About melanoma - Treatment
Most melanomas are treated simply by surgical excision. A small amount (5 to 10mm) of normal skin around the melanoma is also removed to ensure that all melanoma cells are removed. This is usually done under local anesthetic.
Some people with deep melanomas (deeper than 1mm) may be offered a new technique called sentinel node biopsy. This technique involves determining the lymph node or nodes which receive lymph drainage directly from the melanoma. The lymph node is visualised by injecting a small amount of radioactive material around the site of the primary melanoma and marking the site of the “hot” node with an indelible skin mark. At the time of surgery, the surgeon injects a blue dye at the site of the primary melanoma and this stains the lymph node blue. When the surgeon makes a small cut over the marked lymph node he is able to find the appropriate lymph node because it is blue in color and contains the radioactivity which is detected by a specialised probe. The lymph node is then sent to pathology and if it contains melanoma cells all the lymph nodes in that field are removed.

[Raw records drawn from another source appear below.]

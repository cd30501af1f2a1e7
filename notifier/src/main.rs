use anyhow::{Context, Result};
use homeguard::config::load_from_env;
use homeguard::hub_client::HubClient;
use notifier::alerts::AlertSettings;
use notifier::{run_command_loop, AlertDispatcher, AlertQueue, CommandHandler, SubscriberRegistry, TelegramClient};
use std::sync::Arc;
use std::time::Duration;
use tracing::info;

#[tokio::main]
async fn main() -> Result<()> {
    // Initialize tracing subscriber
    tracing_subscriber::fmt()
        .with_env_filter(
            tracing_subscriber::EnvFilter::try_from_default_env()
                .unwrap_or_else(|_| "notifier=info,homeguard=info".into()),
        )
        .init();

    info!("Notifier starting...");

    let config = load_from_env().context("Failed to load configuration")?.notifier;
    let token = config
        .resolve_token()
        .context("TELEGRAM_TOKEN is required (or notifier.telegram_token in the config file)")?;

    info!(
        hub_url = %config.hub_url,
        subscribers_dir = %config.subscribers_dir.display(),
        "Configuration loaded"
    );

    let registry = Arc::new(
        SubscriberRegistry::open(&config.subscribers_dir).context("Failed to load subscribers")?,
    );
    let telegram = Arc::new(
        TelegramClient::new(&config.telegram_api_url, &token).context("Failed to create Bot API client")?,
    );
    let alerts = Arc::new(AlertDispatcher::new(
        telegram.clone(),
        Arc::clone(&registry),
        AlertSettings {
            hub_url: config.hub_url.clone(),
            vibration_window: Duration::from_secs(config.vibration_cooldown_secs),
            face_window: Duration::from_secs(config.face_cooldown_secs),
            camera_lat: config.camera_lat,
            camera_lon: config.camera_lon,
        },
    ));

    // The publisher handle keeps the subscription open; the notifier never publishes
    let (hub_client, _hub_publisher) = HubClient::new(&config.hub_url, Duration::from_secs(3));
    let (alert_queue, dispatch_handle) = AlertQueue::spawn(Arc::clone(&alerts));
    let hub_handle = tokio::spawn(hub_client.run(move |msg| {
        alert_queue.push(msg);
    }));

    let handler = CommandHandler::new(telegram.clone(), Arc::clone(&registry), alerts);
    let command_handle = tokio::spawn(run_command_loop(telegram, handler));
    info!("Notifier running");

    tokio::signal::ctrl_c()
        .await
        .context("Failed to listen for ctrl_c signal")?;
    info!("Shutdown signal received");

    hub_handle.abort();
    dispatch_handle.abort();
    command_handle.abort();
    info!("Notifier stopped");

    Ok(())
}
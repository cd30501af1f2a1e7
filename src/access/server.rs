use super::AccessGateway;
use crate::event::DoorCommand;
use axum::{
    extract::{
        ws::{Message, WebSocket, WebSocketUpgrade},
        State,
    },
    response::Response,
    routing::get,
    Router,
};
use std::sync::Arc;
use tracing::{error, info, warn};

/// Door node router: NFC readers connect on `/` or `/ws`.
pub fn create_door_router(gateway: Arc<AccessGateway>) -> Router {
    Router::new()
        .route("/", get(device_handler))
        .route("/ws", get(device_handler))
        .with_state(gateway)
}

async fn device_handler(ws: WebSocketUpgrade, State(gateway): State<Arc<AccessGateway>>) -> Response {
    ws.on_upgrade(move |socket| handle_device(socket, gateway))
}

/// One device connection: answers credentials and drains handed-off commands.
async fn handle_device(mut socket: WebSocket, gateway: Arc<AccessGateway>) {
    let (device_id, mut commands) = gateway.devices().register();

    loop {
        tokio::select! {
            msg = socket.recv() => {
                let Some(msg) = msg else {
                    break;
                };
                match msg {
                    Ok(Message::Text(text)) => {
                        let Some(outcome) = gateway.handle_device_message(&text) else {
                            continue;
                        };
                        let sent = send_command(&mut socket, &outcome.reply).await;
                        gateway.record(outcome.audit);
                        if let Err(e) = sent {
                            warn!(device_id = %device_id, error = %e, "Failed to answer device");
                            break;
                        }
                    }
                    Ok(Message::Ping(data)) => {
                        if let Err(e) = socket.send(Message::Pong(data)).await {
                            error!(error = %e, "Failed to send pong");
                            break;
                        }
                    }
                    Ok(Message::Close(_)) => break,
                    Ok(_) => {}
                    Err(e) => {
                        warn!(device_id = %device_id, error = %e, "Device connection error");
                        break;
                    }
                }
            }

            Some(command) = commands.recv() => {
                if let Err(e) = send_command(&mut socket, &command).await {
                    warn!(device_id = %device_id, error = %e, "Failed to deliver door command");
                    break;
                }
            }

            else => break,
        }
    }

    gateway.devices().deregister(&device_id);
    info!(device_id = %device_id, "Device disconnected");
}

async fn send_command(socket: &mut WebSocket, command: &DoorCommand) -> anyhow::Result<()> {
    let json = serde_json::to_string(command)?;
    socket.send(Message::Text(json)).await?;
    Ok(())
}
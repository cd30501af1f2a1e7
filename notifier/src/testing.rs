use crate::subscribers::SubscriberId;
use crate::telegram::{InlineKeyboard, Messenger};
use async_trait::async_trait;
use homeguard::hub_client::Delivery;
use std::sync::Mutex;

#[derive(Debug, Clone, PartialEq)]
pub enum Sent {
    Message(SubscriberId, String),
    Menu(SubscriberId, String, InlineKeyboard),
    Photo(SubscriberId, String, String),
    Location(SubscriberId),
}

/// Messenger that records every send
#[derive(Default)]
pub struct RecordingMessenger {
    sent: Mutex<Vec<Sent>>,
}

impl RecordingMessenger {
    /// Drain everything sent so far
    pub fn take(&self) -> Vec<Sent> {
        std::mem::take(&mut *self.sent.lock().unwrap())
    }

    fn push(&self, sent: Sent) -> Delivery {
        self.sent.lock().unwrap().push(sent);
        Delivery::Delivered
    }
}

#[async_trait]
impl Messenger for RecordingMessenger {
    async fn send_message(&self, chat: SubscriberId, text: &str, keyboard: Option<&InlineKeyboard>) -> Delivery {
        match keyboard {
            Some(keyboard) => self.push(Sent::Menu(chat, text.to_string(), keyboard.clone())),
            None => self.push(Sent::Message(chat, text.to_string())),
        }
    }

    async fn send_photo(&self, chat: SubscriberId, photo_url: &str, caption: &str) -> Delivery {
        self.push(Sent::Photo(chat, photo_url.to_string(), caption.to_string()))
    }

    async fn send_location(&self, chat: SubscriberId, _latitude: f64, _longitude: f64) -> Delivery {
        self.push(Sent::Location(chat))
    }
}
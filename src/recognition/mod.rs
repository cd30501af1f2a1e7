//! Camera-side recognition ingestion.
//!
//! Each camera connection streams JPEG frames. Every Nth frame goes through
//! the injected [`Recognizer`]; detected identities pass the cooldown gate
//! before a face event is sent to the hub. Every frame is annotated and
//! forwarded to all connected viewers.

mod pipeline;
mod remote;
pub mod render;
mod roster;
mod server;
mod viewers;

#[cfg(test)]
mod tests;

pub use pipeline::{FramePipeline, PipelineContext};
pub use remote::HttpRecognizer;
pub use roster::{Roster, RosterEntry, SharedRoster};
pub use server::{create_camera_router, CameraAppState};
pub use viewers::ViewerSet;

use anyhow::Result;
use async_trait::async_trait;
use image::RgbImage;

/// Face bounding box in pixel coordinates
#[derive(Debug, Clone, Copy, PartialEq, Eq)]
pub struct Region {
    pub top: u32,
    pub right: u32,
    pub bottom: u32,
    pub left: u32,
}

/// What the recognizer made of one detected region
#[derive(Debug, Clone, PartialEq, Eq)]
pub enum MatchOutcome {
    /// Matched an enrolled reference (file name or enrolled name)
    Matched(String),
    /// Encoded but matched nothing in the roster
    Unmatched,
    /// Region found but no encoding could be computed; skipped
    NoEncoding,
}

#[derive(Debug, Clone, PartialEq, Eq)]
pub struct Detection {
    pub region: Region,
    pub outcome: MatchOutcome,
}

/// Face detection and matching capability.
#[async_trait]
pub trait Recognizer: Send + Sync {
    async fn detect_and_identify(&self, frame: &RgbImage) -> Result<Vec<Detection>>;
}

/// Recognizer used when no recognition service is configured.
pub struct NoopRecognizer;

#[async_trait]
impl Recognizer for NoopRecognizer {
    async fn detect_and_identify(&self, _frame: &RgbImage) -> Result<Vec<Detection>> {
        Ok(Vec::new())
    }
}
use crate::subscribers::SubscriberId;
use anyhow::{bail, Context, Result};
use async_trait::async_trait;
use homeguard::hub_client::Delivery;
use reqwest::Client;
use serde::{Deserialize, Serialize};
use serde_json::{json, Value};
use std::time::Duration;
use tracing::{debug, warn};

/// Long-poll wait passed to `getUpdates`
pub const POLL_TIMEOUT_SECS: u64 = 30;

const SEND_TIMEOUT: Duration = Duration::from_secs(5);

#[derive(Debug, Clone, PartialEq, Serialize)]
pub struct InlineButton {
    pub text: String,
    pub callback_data: String,
}

#[derive(Debug, Clone, PartialEq, Serialize)]
pub struct InlineKeyboard {
    pub inline_keyboard: Vec<Vec<InlineButton>>,
}

#[derive(Debug, Clone, Deserialize)]
pub struct Chat {
    pub id: SubscriberId,
}

#[derive(Debug, Clone, Deserialize)]
pub struct IncomingMessage {
    pub chat: Chat,
    #[serde(default)]
    pub text: Option<String>,
}

#[derive(Debug, Clone, Deserialize)]
pub struct CallbackQuery {
    #[serde(default)]
    pub message: Option<IncomingMessage>,
    #[serde(default)]
    pub data: Option<String>,
}

/// One entry of a `getUpdates` result
#[derive(Debug, Clone, Deserialize)]
pub struct Update {
    pub update_id: i64,
    #[serde(default)]
    pub message: Option<IncomingMessage>,
    #[serde(default)]
    pub callback_query: Option<CallbackQuery>,
}

#[derive(Debug, Deserialize)]
struct UpdatesResponse {
    ok: bool,
    #[serde(default)]
    result: Vec<Update>,
}

/// Outbound chat capability.
///
/// Sends are best effort: failures are logged by the implementation and
/// reported as [`Delivery::Failed`], never raised.
#[async_trait]
pub trait Messenger: Send + Sync {
    async fn send_message(&self, chat: SubscriberId, text: &str, keyboard: Option<&InlineKeyboard>) -> Delivery;

    async fn send_photo(&self, chat: SubscriberId, photo_url: &str, caption: &str) -> Delivery;

    async fn send_location(&self, chat: SubscriberId, latitude: f64, longitude: f64) -> Delivery;
}

/// Telegram Bot API client
pub struct TelegramClient {
    base_url: String,
    http_client: Client,
    poll_timeout_secs: u64,
}

impl TelegramClient {
    /// `api_url` is the Bot API root, e.g. `https://api.telegram.org`.
    pub fn new(api_url: &str, token: &str) -> Result<Self> {
        let http_client = Client::builder()
            .timeout(SEND_TIMEOUT)
            .build()
            .context("Failed to build HTTP client")?;
        Ok(Self {
            base_url: format!("{}/bot{}", api_url.trim_end_matches('/'), token),
            http_client,
            poll_timeout_secs: POLL_TIMEOUT_SECS,
        })
    }

    pub fn with_poll_timeout(mut self, secs: u64) -> Self {
        self.poll_timeout_secs = secs;
        self
    }

    fn url(&self, method: &str) -> String {
        format!("{}/{}", self.base_url, method)
    }

    /// Long-poll for updates starting at `offset`.
    pub async fn get_updates(&self, offset: i64) -> Result<Vec<Update>> {
        let response: UpdatesResponse = self
            .http_client
            .get(self.url("getUpdates"))
            .query(&[("timeout", self.poll_timeout_secs as i64), ("offset", offset)])
            .timeout(Duration::from_secs(self.poll_timeout_secs + 5))
            .send()
            .await
            .context("Failed to poll updates")?
            .json()
            .await
            .context("Failed to parse updates")?;

        if !response.ok {
            bail!("getUpdates returned ok=false");
        }
        Ok(response.result)
    }

    async fn call(&self, method: &str, payload: Value) -> Delivery {
        let result = self
            .http_client
            .post(self.url(method))
            .json(&payload)
            .send()
            .await
            .and_then(|r| r.error_for_status());

        match result {
            Ok(_) => {
                debug!(method = method, "Bot API call succeeded");
                Delivery::Delivered
            }
            Err(e) => {
                warn!(method = method, error = %e, "Bot API call failed");
                Delivery::Failed
            }
        }
    }
}

#[async_trait]
impl Messenger for TelegramClient {
    async fn send_message(&self, chat: SubscriberId, text: &str, keyboard: Option<&InlineKeyboard>) -> Delivery {
        let mut payload = json!({
            "chat_id": chat,
            "text": text,
            "parse_mode": "Markdown",
        });
        if let Some(keyboard) = keyboard {
            payload["reply_markup"] = json!(keyboard);
        }
        self.call("sendMessage", payload).await
    }

    async fn send_photo(&self, chat: SubscriberId, photo_url: &str, caption: &str) -> Delivery {
        self.call(
            "sendPhoto",
            json!({
                "chat_id": chat,
                "photo": photo_url,
                "caption": caption,
                "parse_mode": "Markdown",
            }),
        )
        .await
    }

    async fn send_location(&self, chat: SubscriberId, latitude: f64, longitude: f64) -> Delivery {
        self.call(
            "sendLocation",
            json!({
                "chat_id": chat,
                "latitude": latitude,
                "longitude": longitude,
            }),
        )
        .await
    }
}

It is important to note that removal of the sentinel lymph node and the following major lymph node removal does not change the chances of survival of the person with melanoma. Sentinel node biopsy is essentially a staging procedure, ie it enables a more accurate estimate of the risk of the melanoma spreading into the body. An additional benefit of sentinel node biopsy is for selection of those people who may benefit by entry into clinical trials of new treatments.
Melanoma will spread to the lymph nodes in a small number of people, and very rarely, melanoma can occur in the lymph nodes without a melanoma being present on the skin. The treatment for these secondary tumors (metastasis) is surgical removal of all the lymph nodes in that area. This operation is known as lymph node dissection.
For those people who are unfortunate enough to have the melanoma spread into the bloodstream the treatment depends on where the secondary tumors are located. Sometimes these tumors can be removed surgically but it is more common for the person to be treated with anticancer agents (chemotherapy). Because standard chemotherapy for melanoma is not highly effective most people are treated firstly with new anticancer agents as part of clinical trials.